A very funny plot twists its way along from there, with Cady, finally, of course, growing up.
Rachel McAdams played the part of Regina, with a startling resemblance to Jeri Ryan (Seven of Nine in Star Trek Voyager). That was very disconcerting.
Most of the teens portrayed in the movie seemed to be somewhat lacking in the brains department, setting up the moment I found funniest: in order to lure Regina’s current boyfriend into the projection room where Regina was cheating on him Cady pinned a notice on the board: Swim team practice tonight in the Projection Room.

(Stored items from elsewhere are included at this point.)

//! Contract tests for `S3Store` against a mock S3 endpoint.
//!
//! The client runs with static credentials and path-style addressing, so
//! every request lands on `/{bucket}` or `/{bucket}/{key}`.

use bytes::Bytes;
use fbdeploy_core::{ObjectAcl, ObjectStore, StoreError};
use fbdeploy_s3::{S3Config, S3Store};
use wiremock::matchers::{header, method, path, path_regex, query_param};
use wiremock::{Mock, MockServer, ResponseTemplate};

const BUCKET: &str = "fastboot-test";

async fn test_store(mock_server: &MockServer) -> S3Store {
    S3Store::connect(S3Config {
        bucket: BUCKET.into(),
        region: "us-east-1".into(),
        access_key_id: Some("AKIDEXAMPLE".into()),
        secret_access_key: Some("secret".into()),
        profile: None,
        endpoint: Some(mock_server.uri()),
    })
    .await
    .unwrap()
}

fn list_body(keys: &[(&str, &str)], next_token: Option<&str>) -> String {
    let contents: String = keys
        .iter()
        .map(|(key, modified)| {
            format!(
                "<Contents><Key>{key}</Key><LastModified>{modified}</LastModified>\
                 <ETag>&quot;abc&quot;</ETag><Size>4</Size><StorageClass>STANDARD</StorageClass></Contents>"
            )
        })
        .collect();
    let (truncated, token) = match next_token {
        Some(t) => ("true", format!("<NextContinuationToken>{t}</NextContinuationToken>")),
        None => ("false", String::new()),
    };
    format!(
        "<?xml version=\"1.0\" encoding=\"UTF-8\"?>\
         <ListBucketResult xmlns=\"http://s3.amazonaws.com/doc/2006-03-01/\">\
         <Name>{BUCKET}</Name><Prefix>dist-</Prefix><KeyCount>{}</KeyCount><MaxKeys>1000</MaxKeys>\
         <IsTruncated>{truncated}</IsTruncated>{token}{contents}</ListBucketResult>",
        keys.len()
    )
}

// ── ListObjectsV2 ────────────────────────────────────────────────────

#[tokio::test]
async fn list_objects_parses_keys_and_timestamps() {
    let mock_server = MockServer::start().await;

    Mock::given(method("GET"))
        .and(path_regex(format!("^/{BUCKET}/?$")))
        .and(query_param("list-type", "2"))
        .and(query_param("prefix", "dist-"))
        .respond_with(
            ResponseTemplate::new(200)
                .insert_header("content-type", "application/xml")
                .set_body_string(list_body(
                    &[
                        ("dist-12.zip", "2024-05-01T09:00:00.000Z"),
                        ("dist-34.zip", "2024-05-01T09:01:00.000Z"),
                    ],
                    None,
                )),
        )
        .expect(1)
        .mount(&mock_server)
        .await;

    let store = test_store(&mock_server).await;
    let objects = store.list_objects("dist-").await.unwrap();
    assert_eq!(objects.len(), 2);
    assert_eq!(objects[0].key, "dist-12.zip");
    assert_eq!(objects[1].key, "dist-34.zip");
    assert!(objects[1].last_modified > objects[0].last_modified);
}

#[tokio::test]
async fn list_objects_follows_continuation_tokens() {
    let mock_server = MockServer::start().await;

    Mock::given(method("GET"))
        .and(path_regex(format!("^/{BUCKET}/?$")))
        .and(query_param("list-type", "2"))
        .and(query_param("continuation-token", "page-2"))
        .respond_with(
            ResponseTemplate::new(200)
                .insert_header("content-type", "application/xml")
                .set_body_string(list_body(&[("dist-56.zip", "2024-05-01T09:02:00.000Z")], None)),
        )
        .expect(1)
        .with_priority(1)
        .mount(&mock_server)
        .await;

    Mock::given(method("GET"))
        .and(path_regex(format!("^/{BUCKET}/?$")))
        .and(query_param("list-type", "2"))
        .respond_with(
            ResponseTemplate::new(200)
                .insert_header("content-type", "application/xml")
                .set_body_string(list_body(
                    &[("dist-12.zip", "2024-05-01T09:00:00.000Z")],
                    Some("page-2"),
                )),
        )
        .expect(1)
        .with_priority(2)
        .mount(&mock_server)
        .await;

    let store = test_store(&mock_server).await;
    let keys: Vec<String> = store
        .list_objects("dist-")
        .await
        .unwrap()
        .into_iter()
        .map(|o| o.key)
        .collect();
    assert_eq!(keys, ["dist-12.zip", "dist-56.zip"]);
}

#[tokio::test]
async fn list_objects_surfaces_access_denied() {
    let mock_server = MockServer::start().await;

    Mock::given(method("GET"))
        .and(path_regex(format!("^/{BUCKET}/?$")))
        .respond_with(
            ResponseTemplate::new(403)
                .insert_header("content-type", "application/xml")
                .set_body_string(
                    "<?xml version=\"1.0\" encoding=\"UTF-8\"?>\
                     <Error><Code>AccessDenied</Code><Message>Access Denied</Message></Error>",
                ),
        )
        .mount(&mock_server)
        .await;

    let store = test_store(&mock_server).await;
    let err = store.list_objects("dist-").await.unwrap_err();
    assert!(matches!(err, StoreError::List { .. }), "got: {err:?}");
}

// ── GetObject ────────────────────────────────────────────────────────

#[tokio::test]
async fn get_object_returns_body() {
    let mock_server = MockServer::start().await;

    Mock::given(method("GET"))
        .and(path(format!("/{BUCKET}/fastboot-deploy-info.json")))
        .respond_with(ResponseTemplate::new(200).set_body_json(serde_json::json!({
            "bucket": BUCKET,
            "key": "dist-34.zip"
        })))
        .expect(1)
        .mount(&mock_server)
        .await;

    let store = test_store(&mock_server).await;
    let body = store.get_object("fastboot-deploy-info.json").await.unwrap();
    let parsed: serde_json::Value = serde_json::from_slice(&body).unwrap();
    assert_eq!(parsed["key"], "dist-34.zip");
}

#[tokio::test]
async fn get_object_maps_missing_key_to_not_found() {
    let mock_server = MockServer::start().await;

    Mock::given(method("GET"))
        .and(path(format!("/{BUCKET}/fastboot-deploy-info.json")))
        .respond_with(
            ResponseTemplate::new(404)
                .insert_header("content-type", "application/xml")
                .set_body_string(
                    "<?xml version=\"1.0\" encoding=\"UTF-8\"?>\
                     <Error><Code>NoSuchKey</Code><Message>The specified key does not exist.</Message>\
                     <Key>fastboot-deploy-info.json</Key></Error>",
                ),
        )
        .mount(&mock_server)
        .await;

    let store = test_store(&mock_server).await;
    let err = store.get_object("fastboot-deploy-info.json").await.unwrap_err();
    assert!(err.is_not_found(), "got: {err:?}");
}

// ── PutObject ────────────────────────────────────────────────────────

#[tokio::test]
async fn put_object_sends_public_read_acl() {
    let mock_server = MockServer::start().await;

    Mock::given(method("PUT"))
        .and(path(format!("/{BUCKET}/fastboot-deploy-info.json")))
        .and(header("x-amz-acl", "public-read"))
        .respond_with(ResponseTemplate::new(200))
        .expect(1)
        .mount(&mock_server)
        .await;

    let store = test_store(&mock_server).await;
    store
        .put_object(
            "fastboot-deploy-info.json",
            Bytes::from_static(br#"{"bucket":"fastboot-test","key":"dist-56.zip"}"#),
            ObjectAcl::PublicRead,
        )
        .await
        .unwrap();
}

#[tokio::test]
async fn put_object_failure_is_reported() {
    let mock_server = MockServer::start().await;

    Mock::given(method("PUT"))
        .respond_with(
            ResponseTemplate::new(403)
                .insert_header("content-type", "application/xml")
                .set_body_string(
                    "<?xml version=\"1.0\" encoding=\"UTF-8\"?>\
                     <Error><Code>AccessDenied</Code><Message>Access Denied</Message></Error>",
                ),
        )
        .mount(&mock_server)
        .await;

    let store = test_store(&mock_server).await;
    let err = store
        .put_object("dist-78.zip", Bytes::from_static(b"zip"), ObjectAcl::Private)
        .await
        .unwrap_err();
    assert!(matches!(err, StoreError::Put { .. }), "got: {err:?}");
}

Boyfriend dutifully heads upstairs. (Yeah, well, maybe you had to see the movie … )
And then, at the other end of the scale was Ladies in Lavender, which I watched with good friends at the lovely Lighthouse Cinema in Petone. It’s a cosy cinema with very comfy couches and an excellent sound system which was perfect for the beautiful music in the film. It’s the 1930’s and two elderly women find a young foreign man washed up on the beach. They take him in and lives are changed. The lead women in the film, Ursula and Janet, are played by Judi Dench and Maggie Smith — two superb actresses — with Miriam Margolyes matching their skill in the role of the housekeeper Dorcas.
Again, with the actors who resemble other actors: Olga was played by Natascha McElhone, who seemed to me to be the spitting image of Meryl Streep.
I found the movie delightful and inspiring. The gorgeous music reminded me that I love good music and made me realize that I only ever listen to “small” music — the music itself may be stunning but heard on a car radio or small bathroom radio or even on my iPod with Apple earbuds it just doesn’t have the scope to soar and be free.
The story worked on many levels, filled with nuance and subtlety as complex relationships developed and played out. Beautifully done, memorable, satisfying.